● **DATA IN THIS EXERCISE**:

[Start of Attachment]

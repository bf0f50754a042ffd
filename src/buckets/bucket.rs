use std::fmt;

use chrono::NaiveDateTime;
use serde::{Deserialize, Serialize};

use super::frequency::Frequency;

const LABEL_FORMAT: &str = "%Y-%m-%dT%H:%M:%S";

/// Lifecycle of a bucket
#[derive(Clone, Copy, Debug, PartialEq, Eq)]
pub enum BucketState {
    Empty,
    Accumulating,
    Complete,
}

/// One accumulation period `[start, end)` of a statistic frequency
///
/// Besides its bounds, a bucket records how many increments it absorbed
/// against how many the time step implies, how many steps went missing,
/// and whether its first increment arrived after the period had begun.
#[derive(Clone, Debug, PartialEq, Eq, Serialize, Deserialize)]
pub struct Bucket {
    pub start: NaiveDateTime,
    pub end: NaiveDateTime,
    pub frequency: Frequency,
    pub absorbed: u64,
    pub expected: u64,
    pub gaps: u64,
    pub partial: bool,
    pub complete: bool,
    pub last: Option<NaiveDateTime>,
}

impl Bucket {
    pub fn new(start: NaiveDateTime, end: NaiveDateTime, frequency: Frequency, expected: u64) -> Self {
        Self {
            start,
            end,
            frequency,
            absorbed: 0,
            expected,
            gaps: 0,
            partial: false,
            complete: false,
            last: None,
        }
    }

    pub fn state(&self) -> BucketState {
        if self.complete {
            BucketState::Complete
        } else if self.absorbed == 0 {
            BucketState::Empty
        } else {
            BucketState::Accumulating
        }
    }

    pub fn contains(&self, timestamp: NaiveDateTime) -> bool {
        self.start <= timestamp && timestamp < self.end
    }

    /// Increments that never arrived, whether skipped at the start or lost to gaps
    pub fn missing(&self) -> u64 {
        self.expected.saturating_sub(self.absorbed)
    }

    /// Record one absorbed increment.
    ///
    /// `skipped` is the number of time steps between the previous increment
    /// (or the bucket start, for the first one) and this one. The bucket is
    /// complete only once its final step arrives with nothing missing.
    pub(crate) fn absorb(&mut self, timestamp: NaiveDateTime, skipped: u64, leading: bool, is_final: bool) {
        if leading {
            self.partial |= skipped > 0;
        } else {
            self.gaps += skipped;
        }
        self.absorbed += 1;
        self.last = Some(timestamp);
        self.complete = is_final && !self.partial && self.gaps == 0;
    }

    /// Stable label used in logs and error context
    pub fn label(&self) -> String {
        self.to_string()
    }
}

impl fmt::Display for Bucket {
    fn fmt(&self, f: &mut fmt::Formatter<'_>) -> fmt::Result {
        write!(
            f,
            "{}[{}, {})",
            self.frequency,
            self.start.format(LABEL_FORMAT),
            self.end.format(LABEL_FORMAT)
        )
    }
}

#[cfg(test)]
mod tests {
    use super::*;
    use chrono::NaiveDate;

    fn at(d: u32, h: u32) -> NaiveDateTime {
        NaiveDate::from_ymd_opt(2020, 1, d)
            .unwrap()
            .and_hms_opt(h, 0, 0)
            .unwrap()
    }

    #[test]
    fn test_lifecycle() {
        let mut bucket = Bucket::new(at(1, 0), at(2, 0), Frequency::Daily, 24);
        assert_eq!(bucket.state(), BucketState::Empty);

        bucket.absorb(at(1, 3), 3, true, false);
        assert_eq!(bucket.state(), BucketState::Accumulating);
        assert!(bucket.partial);
        assert_eq!(bucket.gaps, 0);

        bucket.absorb(at(1, 6), 2, false, false);
        assert_eq!(bucket.gaps, 2);

        bucket.absorb(at(1, 23), 16, false, true);
        assert_eq!(bucket.state(), BucketState::Accumulating);
        assert!(!bucket.complete);
        assert_eq!(bucket.absorbed, 3);
        assert_eq!(bucket.missing(), 21);
    }

    #[test]
    fn test_complete_only_without_missing_steps() {
        let mut bucket = Bucket::new(at(1, 0), at(2, 0), Frequency::Daily, 24);
        for h in 0..23 {
            bucket.absorb(at(1, h), 0, h == 0, false);
        }
        bucket.absorb(at(1, 23), 0, false, true);
        assert_eq!(bucket.state(), BucketState::Complete);
        assert_eq!(bucket.missing(), 0);

        // final step reached, but only hours 0, 1 and 23 arrived
        let mut sparse = Bucket::new(at(1, 0), at(2, 0), Frequency::Daily, 24);
        sparse.absorb(at(1, 0), 0, true, false);
        sparse.absorb(at(1, 1), 0, false, false);
        sparse.absorb(at(1, 23), 21, false, true);
        assert!(!sparse.complete);
        assert_eq!(sparse.gaps, 21);

        // late start, then every remaining step
        let mut late = Bucket::new(at(1, 0), at(2, 0), Frequency::Daily, 24);
        late.absorb(at(1, 22), 22, true, false);
        late.absorb(at(1, 23), 0, false, true);
        assert!(late.partial);
        assert!(!late.complete);
    }

    #[test]
    fn test_label() {
        let bucket = Bucket::new(at(1, 0), at(2, 0), Frequency::Daily, 24);
        assert_eq!(bucket.label(), "daily[2020-01-01T00:00:00, 2020-01-02T00:00:00)");
        assert!(bucket.contains(at(1, 23)));
        assert!(!bucket.contains(at(2, 0)));
    }
}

[End of Attachment]

● **TASK ITEM**:
Beginning at the first line of the data above, retype each line until you reach the line containing "increments it absorbed", and include that one too. Add nothing else.

● **WRITTEN RESPONSE**:
repository bf0f50754a042ffd
filename src/buckets/bucket.rs
use std::fmt;

use chrono::NaiveDateTime;
use serde::{Deserialize, Serialize};

use super::frequency::Frequency;

const LABEL_FORMAT: &str = "%Y-%m-%dT%H:%M:%S";

/// Lifecycle of a bucket
#[derive(Clone, Copy, Debug, PartialEq, Eq)]
pub enum BucketState {
    Empty,
    Accumulating,
    Complete,
}

/// One accumulation period `[start, end)` of a statistic frequency
///
/// Besides its bounds, a bucket records how many increments it absorbed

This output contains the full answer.